What is expected:
Please copy, exactly as they appear below, the lines from the one containing "external Ward reduction." through the one containing "pub struct AreaSpec".
____ Record set
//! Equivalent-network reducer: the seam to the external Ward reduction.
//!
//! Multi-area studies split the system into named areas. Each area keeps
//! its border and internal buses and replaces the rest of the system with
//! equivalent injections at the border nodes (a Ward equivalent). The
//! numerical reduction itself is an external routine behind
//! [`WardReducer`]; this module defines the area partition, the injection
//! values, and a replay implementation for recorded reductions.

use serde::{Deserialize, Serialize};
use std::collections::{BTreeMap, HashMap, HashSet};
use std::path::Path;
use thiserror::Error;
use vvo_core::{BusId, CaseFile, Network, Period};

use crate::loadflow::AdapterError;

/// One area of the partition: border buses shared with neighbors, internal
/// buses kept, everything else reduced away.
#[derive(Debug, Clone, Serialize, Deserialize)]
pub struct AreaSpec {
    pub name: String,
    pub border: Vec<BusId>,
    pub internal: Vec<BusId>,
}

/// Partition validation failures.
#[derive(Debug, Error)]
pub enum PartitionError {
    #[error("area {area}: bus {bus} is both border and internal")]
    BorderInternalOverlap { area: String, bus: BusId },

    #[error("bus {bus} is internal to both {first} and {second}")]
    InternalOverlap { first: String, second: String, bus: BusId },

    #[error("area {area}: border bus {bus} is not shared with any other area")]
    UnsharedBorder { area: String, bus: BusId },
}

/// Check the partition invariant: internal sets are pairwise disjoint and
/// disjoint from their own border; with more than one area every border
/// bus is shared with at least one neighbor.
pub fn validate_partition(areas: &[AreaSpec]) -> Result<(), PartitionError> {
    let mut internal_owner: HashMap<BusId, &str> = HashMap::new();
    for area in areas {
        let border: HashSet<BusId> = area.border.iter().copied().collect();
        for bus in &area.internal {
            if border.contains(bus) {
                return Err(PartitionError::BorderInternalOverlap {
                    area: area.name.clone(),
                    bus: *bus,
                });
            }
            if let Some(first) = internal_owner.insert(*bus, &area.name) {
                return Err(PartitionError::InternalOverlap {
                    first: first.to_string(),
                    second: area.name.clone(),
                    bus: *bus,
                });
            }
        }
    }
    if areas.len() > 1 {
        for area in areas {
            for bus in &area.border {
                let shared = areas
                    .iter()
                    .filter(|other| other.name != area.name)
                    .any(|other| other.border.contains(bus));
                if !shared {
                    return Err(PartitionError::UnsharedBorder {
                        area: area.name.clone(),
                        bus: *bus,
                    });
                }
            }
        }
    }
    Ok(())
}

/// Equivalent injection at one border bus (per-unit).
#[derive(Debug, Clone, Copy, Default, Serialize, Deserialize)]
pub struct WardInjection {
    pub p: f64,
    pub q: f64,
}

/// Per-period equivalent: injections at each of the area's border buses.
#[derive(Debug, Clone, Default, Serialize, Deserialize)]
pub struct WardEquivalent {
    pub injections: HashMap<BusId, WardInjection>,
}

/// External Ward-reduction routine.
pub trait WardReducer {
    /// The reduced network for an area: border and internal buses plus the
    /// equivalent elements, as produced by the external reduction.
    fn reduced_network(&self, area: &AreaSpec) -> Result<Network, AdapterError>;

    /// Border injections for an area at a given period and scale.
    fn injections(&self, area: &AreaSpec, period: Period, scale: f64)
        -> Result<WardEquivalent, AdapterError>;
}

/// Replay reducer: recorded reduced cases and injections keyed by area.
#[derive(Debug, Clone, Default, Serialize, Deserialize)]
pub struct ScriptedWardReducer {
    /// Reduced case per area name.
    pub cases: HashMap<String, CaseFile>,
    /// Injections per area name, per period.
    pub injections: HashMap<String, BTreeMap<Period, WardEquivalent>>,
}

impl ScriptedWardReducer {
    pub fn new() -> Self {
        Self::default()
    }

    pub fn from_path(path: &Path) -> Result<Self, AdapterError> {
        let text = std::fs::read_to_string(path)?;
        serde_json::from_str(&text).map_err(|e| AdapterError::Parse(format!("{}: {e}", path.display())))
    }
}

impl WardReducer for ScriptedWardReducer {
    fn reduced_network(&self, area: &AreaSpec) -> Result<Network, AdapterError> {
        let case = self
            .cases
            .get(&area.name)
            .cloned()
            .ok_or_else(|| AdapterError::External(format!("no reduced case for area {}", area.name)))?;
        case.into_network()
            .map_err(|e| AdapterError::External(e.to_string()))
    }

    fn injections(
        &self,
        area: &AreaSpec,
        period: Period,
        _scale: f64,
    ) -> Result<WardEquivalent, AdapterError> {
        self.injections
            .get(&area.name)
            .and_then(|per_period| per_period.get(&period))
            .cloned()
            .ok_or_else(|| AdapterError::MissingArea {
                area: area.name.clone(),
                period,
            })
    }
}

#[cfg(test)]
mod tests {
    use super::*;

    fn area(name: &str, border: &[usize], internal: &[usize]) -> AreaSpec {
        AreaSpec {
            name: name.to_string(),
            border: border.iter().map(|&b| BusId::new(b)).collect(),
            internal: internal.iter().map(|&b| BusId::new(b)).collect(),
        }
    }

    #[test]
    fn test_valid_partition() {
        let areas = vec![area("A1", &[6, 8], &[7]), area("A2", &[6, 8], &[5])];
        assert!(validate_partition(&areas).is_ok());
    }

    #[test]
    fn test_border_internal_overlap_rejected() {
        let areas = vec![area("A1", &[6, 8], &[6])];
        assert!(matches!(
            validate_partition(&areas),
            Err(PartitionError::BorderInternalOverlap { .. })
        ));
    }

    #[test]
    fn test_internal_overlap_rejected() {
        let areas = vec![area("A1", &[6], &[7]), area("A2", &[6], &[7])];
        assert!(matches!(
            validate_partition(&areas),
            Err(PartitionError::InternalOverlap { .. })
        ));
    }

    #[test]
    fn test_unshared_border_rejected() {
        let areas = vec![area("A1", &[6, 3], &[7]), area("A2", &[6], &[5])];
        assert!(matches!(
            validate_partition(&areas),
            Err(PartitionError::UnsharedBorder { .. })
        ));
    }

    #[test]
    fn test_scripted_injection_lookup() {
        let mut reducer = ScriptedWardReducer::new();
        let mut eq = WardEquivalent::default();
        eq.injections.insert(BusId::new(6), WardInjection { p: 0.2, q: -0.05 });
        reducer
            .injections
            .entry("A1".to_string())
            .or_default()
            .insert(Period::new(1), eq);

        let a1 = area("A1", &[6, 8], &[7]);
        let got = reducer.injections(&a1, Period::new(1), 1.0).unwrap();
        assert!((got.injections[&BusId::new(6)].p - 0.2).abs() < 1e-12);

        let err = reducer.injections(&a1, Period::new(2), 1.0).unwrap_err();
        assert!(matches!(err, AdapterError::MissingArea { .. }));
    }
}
________
____ Record set
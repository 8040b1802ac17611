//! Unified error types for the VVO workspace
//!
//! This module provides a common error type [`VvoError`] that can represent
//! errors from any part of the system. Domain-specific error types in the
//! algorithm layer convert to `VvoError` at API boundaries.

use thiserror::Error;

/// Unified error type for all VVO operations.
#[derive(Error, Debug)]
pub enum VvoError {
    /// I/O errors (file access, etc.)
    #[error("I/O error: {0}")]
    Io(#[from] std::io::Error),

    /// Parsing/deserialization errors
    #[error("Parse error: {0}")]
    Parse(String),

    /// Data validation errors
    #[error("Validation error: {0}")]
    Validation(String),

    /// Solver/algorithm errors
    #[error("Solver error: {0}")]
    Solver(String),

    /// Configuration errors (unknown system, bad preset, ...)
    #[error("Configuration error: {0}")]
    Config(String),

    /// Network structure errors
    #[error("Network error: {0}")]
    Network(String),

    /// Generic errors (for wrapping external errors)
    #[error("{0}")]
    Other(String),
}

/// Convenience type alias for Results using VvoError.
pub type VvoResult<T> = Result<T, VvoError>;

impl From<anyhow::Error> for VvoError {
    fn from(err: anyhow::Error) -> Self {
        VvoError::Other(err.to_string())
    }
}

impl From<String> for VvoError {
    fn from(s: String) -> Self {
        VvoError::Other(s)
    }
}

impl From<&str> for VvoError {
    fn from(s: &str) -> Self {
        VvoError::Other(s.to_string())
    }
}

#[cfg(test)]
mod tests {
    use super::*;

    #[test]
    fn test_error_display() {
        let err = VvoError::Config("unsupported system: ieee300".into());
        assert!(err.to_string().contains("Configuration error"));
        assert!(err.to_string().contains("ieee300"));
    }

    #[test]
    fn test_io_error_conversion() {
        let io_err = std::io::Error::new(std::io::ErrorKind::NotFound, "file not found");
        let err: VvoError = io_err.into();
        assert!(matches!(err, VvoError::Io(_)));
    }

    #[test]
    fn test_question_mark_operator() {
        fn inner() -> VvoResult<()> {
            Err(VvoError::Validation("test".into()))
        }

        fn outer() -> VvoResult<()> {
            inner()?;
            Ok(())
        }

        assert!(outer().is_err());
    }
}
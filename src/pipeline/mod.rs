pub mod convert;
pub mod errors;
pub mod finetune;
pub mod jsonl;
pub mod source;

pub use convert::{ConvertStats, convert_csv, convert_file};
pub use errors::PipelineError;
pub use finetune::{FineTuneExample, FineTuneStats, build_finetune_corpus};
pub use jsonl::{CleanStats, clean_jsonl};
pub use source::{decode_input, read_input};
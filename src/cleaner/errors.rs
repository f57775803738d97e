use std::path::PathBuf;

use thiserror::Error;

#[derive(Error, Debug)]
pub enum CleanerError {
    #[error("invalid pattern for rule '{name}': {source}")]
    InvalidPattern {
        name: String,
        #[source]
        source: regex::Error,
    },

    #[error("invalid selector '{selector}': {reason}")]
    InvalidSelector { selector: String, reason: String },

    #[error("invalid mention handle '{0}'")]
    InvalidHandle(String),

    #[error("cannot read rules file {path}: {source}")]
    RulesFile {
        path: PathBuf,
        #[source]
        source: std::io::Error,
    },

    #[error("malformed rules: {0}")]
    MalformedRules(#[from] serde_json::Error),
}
________
____ Record set
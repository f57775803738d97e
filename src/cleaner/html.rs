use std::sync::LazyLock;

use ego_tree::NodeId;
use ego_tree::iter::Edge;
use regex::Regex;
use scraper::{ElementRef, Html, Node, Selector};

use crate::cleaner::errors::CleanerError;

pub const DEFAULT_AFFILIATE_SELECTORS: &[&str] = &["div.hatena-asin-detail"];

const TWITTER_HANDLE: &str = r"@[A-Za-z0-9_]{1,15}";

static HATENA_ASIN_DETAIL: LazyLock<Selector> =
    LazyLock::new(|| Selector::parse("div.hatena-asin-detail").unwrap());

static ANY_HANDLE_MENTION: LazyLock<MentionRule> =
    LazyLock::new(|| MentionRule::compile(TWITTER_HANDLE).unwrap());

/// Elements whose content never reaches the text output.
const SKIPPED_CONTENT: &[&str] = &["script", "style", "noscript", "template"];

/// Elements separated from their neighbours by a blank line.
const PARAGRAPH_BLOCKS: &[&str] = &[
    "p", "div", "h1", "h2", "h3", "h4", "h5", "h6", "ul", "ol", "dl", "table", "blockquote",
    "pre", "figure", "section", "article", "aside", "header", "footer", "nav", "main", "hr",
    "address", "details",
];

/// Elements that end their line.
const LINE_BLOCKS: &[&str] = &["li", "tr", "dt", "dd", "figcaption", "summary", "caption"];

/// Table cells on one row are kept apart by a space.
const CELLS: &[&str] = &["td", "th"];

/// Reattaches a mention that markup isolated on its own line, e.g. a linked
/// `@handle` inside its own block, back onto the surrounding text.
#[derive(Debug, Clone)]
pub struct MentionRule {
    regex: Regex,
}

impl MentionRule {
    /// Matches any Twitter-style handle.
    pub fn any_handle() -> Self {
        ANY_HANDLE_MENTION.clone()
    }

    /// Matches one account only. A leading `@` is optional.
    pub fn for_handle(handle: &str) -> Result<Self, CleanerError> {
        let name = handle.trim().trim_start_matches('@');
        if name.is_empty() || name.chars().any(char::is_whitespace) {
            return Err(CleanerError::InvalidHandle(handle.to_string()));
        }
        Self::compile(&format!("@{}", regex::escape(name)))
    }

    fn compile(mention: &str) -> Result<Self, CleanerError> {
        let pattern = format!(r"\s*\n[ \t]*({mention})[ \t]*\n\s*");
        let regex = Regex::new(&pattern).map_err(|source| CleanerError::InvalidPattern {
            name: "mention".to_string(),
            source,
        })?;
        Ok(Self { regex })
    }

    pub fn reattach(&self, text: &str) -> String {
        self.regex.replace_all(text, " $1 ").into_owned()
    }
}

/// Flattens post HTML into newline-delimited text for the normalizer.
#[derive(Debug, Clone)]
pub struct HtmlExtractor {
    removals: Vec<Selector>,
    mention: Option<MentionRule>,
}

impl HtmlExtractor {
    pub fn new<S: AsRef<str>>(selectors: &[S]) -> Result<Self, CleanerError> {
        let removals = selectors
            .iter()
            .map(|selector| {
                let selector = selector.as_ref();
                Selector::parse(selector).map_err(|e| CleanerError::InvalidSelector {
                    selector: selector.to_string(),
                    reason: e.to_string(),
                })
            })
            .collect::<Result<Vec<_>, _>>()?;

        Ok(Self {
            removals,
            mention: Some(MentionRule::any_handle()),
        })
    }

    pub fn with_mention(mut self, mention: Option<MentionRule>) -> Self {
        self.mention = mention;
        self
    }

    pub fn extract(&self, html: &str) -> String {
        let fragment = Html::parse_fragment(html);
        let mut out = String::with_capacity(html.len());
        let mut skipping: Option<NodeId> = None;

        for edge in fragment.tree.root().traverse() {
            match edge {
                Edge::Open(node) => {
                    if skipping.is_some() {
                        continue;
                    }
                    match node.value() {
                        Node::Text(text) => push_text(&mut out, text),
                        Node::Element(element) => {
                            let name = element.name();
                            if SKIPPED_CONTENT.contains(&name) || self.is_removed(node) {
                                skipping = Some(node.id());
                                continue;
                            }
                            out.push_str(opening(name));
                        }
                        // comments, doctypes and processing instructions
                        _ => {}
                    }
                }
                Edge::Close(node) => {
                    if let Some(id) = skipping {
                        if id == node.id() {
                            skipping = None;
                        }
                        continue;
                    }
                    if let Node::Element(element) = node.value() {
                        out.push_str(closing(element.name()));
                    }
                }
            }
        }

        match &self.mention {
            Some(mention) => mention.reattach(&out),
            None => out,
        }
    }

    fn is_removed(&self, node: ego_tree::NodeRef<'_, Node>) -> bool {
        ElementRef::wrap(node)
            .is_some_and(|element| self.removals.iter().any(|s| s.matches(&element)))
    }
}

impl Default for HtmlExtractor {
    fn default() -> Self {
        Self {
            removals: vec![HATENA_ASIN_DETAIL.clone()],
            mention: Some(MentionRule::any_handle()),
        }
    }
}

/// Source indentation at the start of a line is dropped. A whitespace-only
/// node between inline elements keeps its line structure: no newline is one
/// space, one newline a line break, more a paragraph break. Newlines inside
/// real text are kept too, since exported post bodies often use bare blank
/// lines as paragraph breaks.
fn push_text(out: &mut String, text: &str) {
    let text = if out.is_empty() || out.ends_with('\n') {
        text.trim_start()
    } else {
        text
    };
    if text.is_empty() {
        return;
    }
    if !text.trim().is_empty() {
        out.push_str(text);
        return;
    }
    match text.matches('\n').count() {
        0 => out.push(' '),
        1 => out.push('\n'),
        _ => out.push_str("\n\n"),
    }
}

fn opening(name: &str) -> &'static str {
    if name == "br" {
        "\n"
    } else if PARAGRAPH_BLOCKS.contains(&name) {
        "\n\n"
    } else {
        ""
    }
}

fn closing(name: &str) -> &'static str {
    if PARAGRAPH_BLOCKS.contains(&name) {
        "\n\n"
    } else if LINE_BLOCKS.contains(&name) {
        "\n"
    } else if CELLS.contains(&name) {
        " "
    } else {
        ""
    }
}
________
Answer for the task:
//! Equivalent-network reducer: the seam to the external Ward reduction.
//!
//! Multi-area studies split the system into named areas. Each area keeps
//! its border and internal buses and replaces the rest of the system with
//! equivalent injections at the border nodes (a Ward equivalent). The
//! numerical reduction itself is an external routine behind
//! [`WardReducer`]; this module defines the area partition, the injection
//! values, and a replay implementation for recorded reductions.

use serde::{Deserialize, Serialize};
use std::collections::{BTreeMap, HashMap, HashSet};
use std::path::Path;
use thiserror::Error;
use vvo_core::{BusId, CaseFile, Network, Period};

use crate::loadflow::AdapterError;

/// One area of the partition: border buses shared with neighbors, internal
/// buses kept, everything else reduced away.
#[derive(Debug, Clone, Serialize, Deserialize)]
pub struct AreaSpec {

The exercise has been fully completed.